→ **Data for analysis**
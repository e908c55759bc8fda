//! Tokenize-and-classify parser for tag argument strings.
//!
//! Each word produced by [`shellwords::split`](crate::shellwords::split) is
//! classified exactly once, in order:
//!
//! | Word                        | Result                                   |
//! |-----------------------------|------------------------------------------|
//! | first word                  | `file`, verbatim apart from `\:`         |
//! | `name`                      | `html[name] = true`                      |
//! | `key:value`                 | `proxy[key][value] = true` if `key` has flag `@value`, else `html[key] = value` |
//! | `proxy:key:value`           | `proxy[proxy][key] = value`              |
//! | more than two unescaped `:` | [`ArgumentError::UnescapedColon`]        |
//!
//! A colon preceded by a backslash (`\:`) never splits; it is turned back
//! into `:` in the final (value) segment.

use tracing::{debug, trace};

use crate::arguments::{FILE_KEY, HTML_KEY, ParsedArguments};
use crate::error::{ArgumentError, Result};
use crate::proxy::{FLAG_PREFIX, ProxyRegistry};
use crate::shellwords;
use crate::value::ArgValue;

/// Proxy that receives the injected content type.
pub const ACCEPT_PROXY: &str = "sprockets";
/// Sub-key of [`ACCEPT_PROXY`] holding the content type.
pub const ACCEPT_KEY: &str = "accept";

/// Default content type per tag name.
pub const DEFAULT_ACCEPT: [(&str, &str); 2] =
    [("css", "text/css"), ("js", "application/javascript")];

const ESCAPED_COLON: &str = "\\:";

/// Returns the default content type injected for `tag`.
///
/// # Examples
///
/// ```
/// use tag_args_core::default_accept;
///
/// assert_eq!(default_accept("css"), Some("text/css"));
/// assert_eq!(default_accept("img"), None);
/// ```
pub fn default_accept(tag: &str) -> Option<&'static str> {
    DEFAULT_ACCEPT
        .iter()
        .find(|(name, _)| *name == tag)
        .map(|(_, mime)| *mime)
}

/// Parser bound to a proxy registry.
///
/// The registry is consulted at parse time, so the same text may classify
/// differently under different registries.
///
/// # Examples
///
/// ```
/// use tag_args_core::{ArgValue, ArgumentParser, ProxyDefinition, ProxySet};
///
/// let registry = ProxySet::new().with_proxy(
///     ProxyDefinition::new("magick").with_args(["resize", "@2x"]),
/// );
/// let parser = ArgumentParser::new(registry);
///
/// let args = parser
///     .parse(r#"cat.png magick:resize:50% magick:2x alt:"a cat""#, "img")
///     .unwrap();
/// let magick = args.proxy("magick").unwrap();
/// assert_eq!(magick["resize"], ArgValue::from("50%"));
/// assert_eq!(magick["2x"], ArgValue::flag());
/// assert_eq!(args.to_html(), r#" alt="a cat""#);
/// ```
#[derive(Debug, Clone, Default)]
pub struct ArgumentParser<R> {
    registry: R,
}

impl<R: ProxyRegistry> ArgumentParser<R> {
    pub fn new(registry: R) -> Self {
        Self { registry }
    }

    pub fn registry(&self) -> &R {
        &self.registry
    }

    /// Parses the raw arguments of one `tag` invocation.
    ///
    /// Empty input yields an empty structure without `file`.
    ///
    /// # Errors
    ///
    /// - [`ArgumentError::Tokenize`] if a quote is left open.
    /// - [`ArgumentError::UnescapedColon`] if a word has more than two
    ///   unescaped colons.
    /// - [`ArgumentError::UnknownProxy`] if `proxy:key:value` names a known
    ///   proxy that does not accept `key` on this tag.
    pub fn parse(&self, raw: &str, tag: &str) -> Result<ParsedArguments> {
        let words = shellwords::split(raw)?;
        let mut args = ParsedArguments::new(raw, tag, self.registry.base_keys().to_vec());

        for (index, word) in words.into_iter().enumerate() {
            if index == 0 {
                let file = unescape(&word);
                trace!(%file, "Subject");
                args.insert(FILE_KEY, file);
                continue;
            }

            let segments = split_unescaped(&word);
            match segments.as_slice() {
                [_] => {
                    let name = unescape(&word);
                    trace!(attribute = %name, "Flag attribute");
                    args.insert_nested(HTML_KEY, &name, ArgValue::flag());
                }
                [key, value] => self.classify_pair(&mut args, tag, key, &unescape(value)),
                [key, sub_key, value] => {
                    self.classify_triple(&mut args, tag, key, sub_key, &unescape(value))?
                }
                _ => return Err(ArgumentError::UnescapedColon),
            }
        }

        inject_accept(&mut args, tag);

        debug!(
            tag,
            attributes = args.html().map_or(0, |h| h.len()),
            proxies = ?args.proxy_names(),
            "Parsed tag arguments"
        );
        Ok(args)
    }

    /// `key:value`: a proxy flag when the registry knows `@value`, an HTML
    /// attribute otherwise.
    fn classify_pair(&self, args: &mut ParsedArguments, tag: &str, key: &str, value: &str) {
        let flag = format!("{FLAG_PREFIX}{value}");
        if !is_structural(key) && self.registry.supports(key, tag, &flag) {
            trace!(proxy = key, flag = value, "Proxy flag");
            args.insert_nested(key, value, ArgValue::flag());
        } else {
            trace!(attribute = key, value, "Attribute");
            args.insert_nested(HTML_KEY, key, ArgValue::from(value));
        }
    }

    /// `proxy:key:value`: recorded for a supported key, rejected for a known
    /// proxy, dropped otherwise.
    fn classify_triple(
        &self,
        args: &mut ParsedArguments,
        tag: &str,
        proxy: &str,
        key: &str,
        value: &str,
    ) -> Result<()> {
        if !is_structural(proxy) && self.registry.supports(proxy, tag, key) {
            trace!(proxy, key, value, "Proxy argument");
            args.insert_nested(proxy, key, ArgValue::from(value));
            Ok(())
        } else if self.registry.is_proxy(proxy) {
            Err(ArgumentError::UnknownProxy)
        } else {
            debug!(proxy, key, tag, "Dropping argument for unregistered proxy");
            Ok(())
        }
    }
}

/// Parses `raw` arguments of `tag` against `registry`.
///
/// Shorthand for [`ArgumentParser::new`] followed by
/// [`parse`](ArgumentParser::parse).
pub fn parse_arguments<R: ProxyRegistry>(
    raw: &str,
    tag: &str,
    registry: R,
) -> Result<ParsedArguments> {
    ArgumentParser::new(registry).parse(raw, tag)
}

/// `file` and `html` are never proxy names.
fn is_structural(key: &str) -> bool {
    key == FILE_KEY || key == HTML_KEY
}

/// Splits on colons not preceded by a backslash. Empty segments are kept.
fn split_unescaped(word: &str) -> Vec<&str> {
    let mut segments = Vec::new();
    let mut start = 0;
    let mut prev = None;

    for (i, c) in word.char_indices() {
        if c == ':' && prev != Some('\\') {
            segments.push(&word[start..i]);
            start = i + c.len_utf8();
        }
        prev = Some(c);
    }
    segments.push(&word[start..]);

    segments
}

fn unescape(segment: &str) -> String {
    segment.replace(ESCAPED_COLON, ":")
}

/// Adds `sprockets.accept` for tags with a default content type unless
/// already present.
fn inject_accept(args: &mut ParsedArguments, tag: &str) {
    let Some(mime) = default_accept(tag) else {
        return;
    };

    let explicit = args
        .get(ACCEPT_PROXY)
        .and_then(ArgValue::as_map)
        .is_some_and(|m| m.contains_key(ACCEPT_KEY));
    if !explicit {
        trace!(tag, mime, "Injecting default accept");
        args.insert_nested(ACCEPT_PROXY, ACCEPT_KEY, ArgValue::from(mime));
    }
}
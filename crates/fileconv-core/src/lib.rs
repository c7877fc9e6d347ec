//! Task-scoped file conversion
//!
//! This crate turns an upload (one operation plus one or more files) into
//! downloadable artifacts isolated under a per-task directory.
//!
//! The pipeline:
//! - `intake`: validate the whole submission, then stage files under collision-free names
//! - `router`: dispatch staged files to capabilities (merge once, or batch per file)
//! - `package`: return one artifact directly or bundle several into a zip
//!
//! Format conversion itself lives behind [`Capability`] and [`MergeCapability`]:
//! an external office suite for documents and slides, in-process encoders for
//! images and PDF merging.

pub mod capability;
pub mod error;
pub mod image_pdf;
pub mod intake;
pub mod merge;
pub mod office;
pub mod operation;
pub mod package;
pub mod router;
pub mod service;
pub mod workspace;

pub use capability::{Capability, CapabilityRegistry, MergeCapability, OutputContract};
pub use error::{CapabilityError, ConvertError, ValidationError};
pub use intake::{sanitize_filename, StagedFile, UploadedFile};
pub use merge::merge_documents;
pub use office::ToolConfig;
pub use operation::{ConversionOperation, OperationKind};
pub use package::{content_type_for, ResponsePackage};
pub use router::{Artifact, OperationRouter};
pub use service::{ConversionOutcome, ConversionService};
pub use workspace::{EvictionReport, Task, Workspace};
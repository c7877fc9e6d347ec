//! Upload intake: validation, filename sanitization and staging
//!
//! The whole submission is validated before anything touches the disk, so
//! a rejected request never leaves a task directory or staged upload behind.

use std::path::PathBuf;

use tokio::io::AsyncWriteExt;
use tracing::debug;
use uuid::Uuid;

use crate::error::{ConvertError, ValidationError};
use crate::operation::{extension_of, ConversionOperation, OperationKind};
use crate::workspace::Workspace;

/// Longest sanitized name kept, in UTF-8 bytes.
///
/// Leaves room under the common 255-byte component limit for the 33-byte
/// staging prefix and the `_converted_N` output suffix.
pub const MAX_NAME_BYTES: usize = 200;

/// A file as received from the client.
#[derive(Debug, Clone)]
pub struct UploadedFile {
    /// Client-supplied name; untrusted, used as a display label only
    pub original_name: String,
    pub data: Vec<u8>,
}

impl UploadedFile {
    pub fn new(original_name: impl Into<String>, data: impl Into<Vec<u8>>) -> Self {
        Self {
            original_name: original_name.into(),
            data: data.into(),
        }
    }
}

/// A file that passed validation for the requested operation.
#[derive(Debug, Clone)]
pub struct AcceptedFile {
    pub original_name: String,
    /// Lower-cased extension without the dot
    pub extension: String,
    pub data: Vec<u8>,
}

#[derive(Debug, Clone)]
pub struct ValidatedUpload {
    pub operation: ConversionOperation,
    pub files: Vec<AcceptedFile>,
}

/// A file persisted to the staging area.
#[derive(Debug, Clone, PartialEq, Eq)]
pub struct StagedFile {
    pub original_name: String,
    pub extension: String,
    pub path: PathBuf,
}

/// Check the operation and every file against the extension table.
///
/// Merge requires every file to be a PDF. Batch operations skip files with a
/// blank name; any other mismatch rejects the entire submission.
pub fn validate(
    operation: Option<&str>,
    files: Vec<UploadedFile>,
) -> Result<ValidatedUpload, ValidationError> {
    let operation = match operation.map(str::trim) {
        Some(op) if !op.is_empty() => op.parse::<ConversionOperation>()?,
        _ => return Err(ValidationError::MissingInput),
    };
    if files.is_empty() {
        return Err(ValidationError::MissingInput);
    }

    let mut accepted = Vec::with_capacity(files.len());
    for file in files {
        let blank = file.original_name.trim().is_empty();
        if blank && operation.kind() == OperationKind::Batch {
            continue;
        }

        let extension = extension_of(&file.original_name);
        if blank || !operation.accepts(&extension) {
            return Err(ValidationError::UnsupportedFormat {
                file: file.original_name,
            });
        }

        accepted.push(AcceptedFile {
            original_name: file.original_name,
            extension,
            data: file.data,
        });
    }

    if accepted.is_empty() {
        return Err(ValidationError::MissingInput);
    }

    Ok(ValidatedUpload {
        operation,
        files: accepted,
    })
}

/// Write every accepted file to the staging area under a collision-free name.
pub async fn stage(
    workspace: &Workspace,
    files: Vec<AcceptedFile>,
) -> Result<Vec<StagedFile>, ConvertError> {
    let uploads = workspace.uploads_dir();
    tokio::fs::create_dir_all(&uploads)
        .await
        .map_err(|e| ConvertError::workspace(&uploads, e))?;

    let mut staged = Vec::with_capacity(files.len());
    for file in files {
        let path = uploads.join(staged_name(&file.original_name));

        let mut handle = tokio::fs::OpenOptions::new()
            .write(true)
            .create_new(true)
            .open(&path)
            .await
            .map_err(|e| ConvertError::workspace(&path, e))?;
        handle
            .write_all(&file.data)
            .await
            .map_err(|e| ConvertError::workspace(&path, e))?;
        handle
            .flush()
            .await
            .map_err(|e| ConvertError::workspace(&path, e))?;

        debug!(
            "Staged {} ({} bytes) as {}",
            file.original_name,
            file.data.len(),
            path.display()
        );
        staged.push(StagedFile {
            original_name: file.original_name,
            extension: file.extension,
            path,
        });
    }
    Ok(staged)
}

/// `<random token>_<sanitized name>`
pub fn staged_name(original_name: &str) -> String {
    format!(
        "{}_{}",
        Uuid::new_v4().simple(),
        sanitize_filename(original_name)
    )
}

/// Reduce an untrusted client filename to a safe single path component.
///
/// Directory parts are dropped, whitespace becomes `_`, characters that are
/// unsafe on common filesystems become `_`, leading dots are removed and
/// over-long names are shortened while keeping the extension.
pub fn sanitize_filename(name: &str) -> String {
    let base = name.rsplit(['/', '\\']).next().unwrap_or_default();

    let cleaned: String = base
        .chars()
        .map(|c| {
            if c.is_whitespace()
                || c.is_control()
                || matches!(c, '<' | '>' | ':' | '"' | '|' | '?' | '*')
            {
                '_'
            } else {
                c
            }
        })
        .collect();

    let trimmed = cleaned.trim_start_matches('.');
    if trimmed.is_empty() {
        return "upload".to_string();
    }
    truncate_keeping_extension(trimmed, MAX_NAME_BYTES)
}

fn truncate_keeping_extension(name: &str, max_bytes: usize) -> String {
    if name.len() <= max_bytes {
        return name.to_string();
    }
    let (stem, ext) = match name.rsplit_once('.') {
        Some((stem, ext)) if !stem.is_empty() && ext.len() < max_bytes / 2 => (stem, Some(ext)),
        _ => (name, None),
    };
    let ext_len = ext.map_or(0, |e| e.len() + 1);
    let mut out = floor_char_boundary(stem, max_bytes - ext_len).to_string();
    if let Some(ext) = ext {
        out.push('.');
        out.push_str(ext);
    }
    out
}

/// Longest prefix of `s` that fits in `max` bytes without splitting a character.
fn floor_char_boundary(s: &str, max: usize) -> &str {
    if s.len() <= max {
        return s;
    }
    let mut end = max;
    while !s.is_char_boundary(end) {
        end -= 1;
    }
    &s[..end]
}
use std::path::PathBuf;
use std::time::Duration;

use thiserror::Error;

/// Errors surfaced by the conversion pipeline.
#[derive(Error, Debug)]
pub enum ConvertError {
    #[error(transparent)]
    Validation(#[from] ValidationError),

    #[error("Workspace error at {}: {source}", path.display())]
    Workspace {
        path: PathBuf,
        #[source]
        source: std::io::Error,
    },

    #[error("Conversion failed for {file}: {reason}")]
    Conversion { file: String, reason: String },

    #[error("Capability '{capability}' is unavailable: {reason}")]
    CapabilityUnavailable {
        capability: &'static str,
        reason: String,
    },

    #[error("Artifact not found: {task_id}/{file_name}")]
    NotFound { task_id: String, file_name: String },
}

impl ConvertError {
    pub(crate) fn workspace(path: impl Into<PathBuf>, source: std::io::Error) -> Self {
        ConvertError::Workspace {
            path: path.into(),
            source,
        }
    }

    /// Translate a capability failure into a request-level error naming `file`.
    pub(crate) fn from_capability(
        capability: &'static str,
        file: &str,
        err: CapabilityError,
    ) -> Self {
        match err {
            CapabilityError::Unavailable(reason) => {
                ConvertError::CapabilityUnavailable { capability, reason }
            }
            other => ConvertError::Conversion {
                file: file.to_string(),
                reason: other.to_string(),
            },
        }
    }
}

/// Request-level validation failures.
#[derive(Error, Debug, Clone, PartialEq, Eq)]
pub enum ValidationError {
    #[error("No file or operation selected")]
    MissingInput,

    #[error("Unknown operation: {0}")]
    UnknownOperation(String),

    #[error("Unsupported file format: {file}")]
    UnsupportedFormat { file: String },
}

/// Failure reported by a single conversion capability.
#[derive(Error, Debug)]
pub enum CapabilityError {
    #[error("{0}")]
    Unavailable(String),

    #[error("{0}")]
    Failed(String),

    /// One input of a multi-input capability was rejected.
    #[error("input {index}: {reason}")]
    InvalidInput { index: usize, reason: String },

    #[error("timed out after {}s", .0.as_secs())]
    TimedOut(Duration),
}

impl From<std::io::Error> for CapabilityError {
    fn from(err: std::io::Error) -> Self {
        CapabilityError::Failed(err.to_string())
    }
}
//! Office-suite backed capabilities
//!
//! PDF→docx, docx→PDF and presentation→PDF are delegated to a headless
//! LibreOffice (`soffice`) process. Each invocation runs with its own
//! throwaway user profile and is killed when it exceeds the configured
//! timeout. On unix the launcher runs in its own process group so the
//! `soffice.bin` it forks is killed with it.

use std::io::ErrorKind;
use std::path::{Path, PathBuf};
use std::process::Stdio;
use std::sync::Arc;
use std::time::Duration;

use async_trait::async_trait;
use tokio::process::Command;
use tracing::debug;

use crate::capability::{derived_file_name, Capability, OutputContract};
use crate::error::CapabilityError;

/// Default per-conversion timeout
pub const DEFAULT_TIMEOUT: Duration = Duration::from_secs(120);

/// Location and limits of the external office suite.
#[derive(Debug, Clone)]
pub struct ToolConfig {
    /// Path or command name of the `soffice` binary
    pub soffice_path: PathBuf,
    /// Upper bound for a single conversion
    pub timeout: Duration,
}

impl Default for ToolConfig {
    fn default() -> Self {
        Self {
            soffice_path: PathBuf::from("soffice"),
            timeout: DEFAULT_TIMEOUT,
        }
    }
}

/// Conversion performed by an [`OfficeConverter`].
#[derive(Debug, Clone, Copy, PartialEq, Eq)]
pub enum OfficeTarget {
    PdfToDocx,
    DocumentToPdf,
    PresentationToPdf,
}

impl OfficeTarget {
    fn input_filter(&self) -> Option<&'static str> {
        match self {
            OfficeTarget::PdfToDocx => Some("writer_pdf_import"),
            _ => None,
        }
    }

    fn convert_to(&self) -> &'static str {
        match self {
            OfficeTarget::PdfToDocx => "docx:MS Word 2007 XML",
            OfficeTarget::DocumentToPdf => "pdf:writer_pdf_Export",
            OfficeTarget::PresentationToPdf => "pdf:impress_pdf_Export",
        }
    }

    fn extension(&self) -> &'static str {
        match self {
            OfficeTarget::PdfToDocx => "docx",
            OfficeTarget::DocumentToPdf | OfficeTarget::PresentationToPdf => "pdf",
        }
    }
}

/// Capability that shells out to `soffice --headless --convert-to`.
pub struct OfficeConverter {
    tools: Arc<ToolConfig>,
    target: OfficeTarget,
}

impl OfficeConverter {
    pub fn new(tools: Arc<ToolConfig>, target: OfficeTarget) -> Self {
        Self { tools, target }
    }

    /// Run soffice, leaving `<input stem>.<ext>` in `outdir`.
    async fn run(&self, input: &Path, outdir: &Path) -> Result<(), CapabilityError> {
        let profile = tempfile::Builder::new()
            .prefix("fileconv-profile-")
            .tempdir()?;

        let mut command = std::process::Command::new(&self.tools.soffice_path);
        #[cfg(unix)]
        std::os::unix::process::CommandExt::process_group(&mut command, 0);
        command
            .arg(format!(
                "-env:UserInstallation={}",
                file_url(profile.path())
            ))
            .args(["--headless", "--norestore", "--nolockcheck"]);
        if let Some(filter) = self.target.input_filter() {
            command.arg(format!("--infilter={}", filter));
        }
        command
            .arg("--convert-to")
            .arg(self.target.convert_to())
            .arg("--outdir")
            .arg(outdir)
            .arg(input)
            .stdin(Stdio::null())
            .stdout(Stdio::piped())
            .stderr(Stdio::piped());
        let mut command = Command::from(command);
        command.kill_on_drop(true);

        debug!(
            "Running {} for {} -> {}",
            self.tools.soffice_path.display(),
            input.display(),
            outdir.display()
        );

        let child = command.spawn().map_err(|e| match e.kind() {
            ErrorKind::NotFound | ErrorKind::PermissionDenied => CapabilityError::Unavailable(
                format!("cannot launch {}: {}", self.tools.soffice_path.display(), e),
            ),
            _ => CapabilityError::Failed(format!("failed to start office suite: {}", e)),
        })?;

        let pid = child.id();
        let wait = child.wait_with_output();
        tokio::pin!(wait);

        // Dropping the child on timeout kills it; the rest of its group goes first.
        let output = match tokio::time::timeout(self.tools.timeout, &mut wait).await {
            Ok(result) => result?,
            Err(_elapsed) => {
                kill_process_group(pid);
                return Err(CapabilityError::TimedOut(self.tools.timeout));
            }
        };

        if !output.status.success() {
            let stderr = String::from_utf8_lossy(&output.stderr);
            return Err(CapabilityError::Failed(format!(
                "office suite exited with {}: {}",
                output.status,
                stderr.trim()
            )));
        }

        Ok(())
    }
}

#[async_trait]
impl Capability for OfficeConverter {
    fn name(&self) -> &'static str {
        match self.target {
            OfficeTarget::PdfToDocx => "office-pdf-to-docx",
            OfficeTarget::DocumentToPdf => "office-document-to-pdf",
            OfficeTarget::PresentationToPdf => "office-presentation-to-pdf",
        }
    }

    fn target_extension(&self) -> &'static str {
        self.target.extension()
    }

    fn output_contract(&self) -> OutputContract {
        match self.target {
            OfficeTarget::DocumentToPdf => OutputContract::Directory,
            _ => OutputContract::File,
        }
    }

    async fn convert(&self, input: &Path, output: &Path) -> Result<(), CapabilityError> {
        if self.output_contract() == OutputContract::Directory {
            return self.run(input, output).await;
        }

        // soffice only writes into a directory; convert next to the target and move it.
        let parent = output
            .parent()
            .ok_or_else(|| CapabilityError::Failed("output path has no parent".into()))?;
        let scratch = tempfile::Builder::new()
            .prefix(".soffice-")
            .tempdir_in(parent)?;
        self.run(input, scratch.path()).await?;

        let produced = derived_file_name(input, self.target.extension())
            .map(|name| scratch.path().join(name))
            .ok_or_else(|| CapabilityError::Failed("input path has no file name".into()))?;
        if !tokio::fs::try_exists(&produced).await.unwrap_or(false) {
            return Err(CapabilityError::Failed(
                "office suite reported success but produced no output".into(),
            ));
        }
        tokio::fs::rename(&produced, output).await?;
        Ok(())
    }
}

/// SIGKILL every process in the group led by `pid`.
#[cfg(unix)]
fn kill_process_group(pid: Option<u32>) {
    let Some(pgid) = pid.and_then(|p| libc::pid_t::try_from(p).ok()) else {
        return;
    };
    // SAFETY: killpg has no memory effects; pgid is the group created at spawn.
    if unsafe { libc::killpg(pgid, libc::SIGKILL) } != 0 {
        tracing::warn!(
            "Failed to kill process group {}: {}",
            pgid,
            std::io::Error::last_os_error()
        );
    }
}

#[cfg(not(unix))]
fn kill_process_group(_pid: Option<u32>) {}

/// `file://` URL for a local directory, as soffice expects for `UserInstallation`.
fn file_url(path: &Path) -> String {
    let display = path.to_string_lossy().replace('\\', "/");
    if display.starts_with('/') {
        format!("file://{}", display)
    } else {
        format!("file:///{}", display)
    }
}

→ **Work request**
Copy out all lines above holding "ConversionOperation".

→ **Exercise response**
pub use operation::{ConversionOperation, OperationKind};
use crate::operation::{extension_of, ConversionOperation, OperationKind};
    pub operation: ConversionOperation,
        Some(op) if !op.is_empty() => op.parse::<ConversionOperation>()?,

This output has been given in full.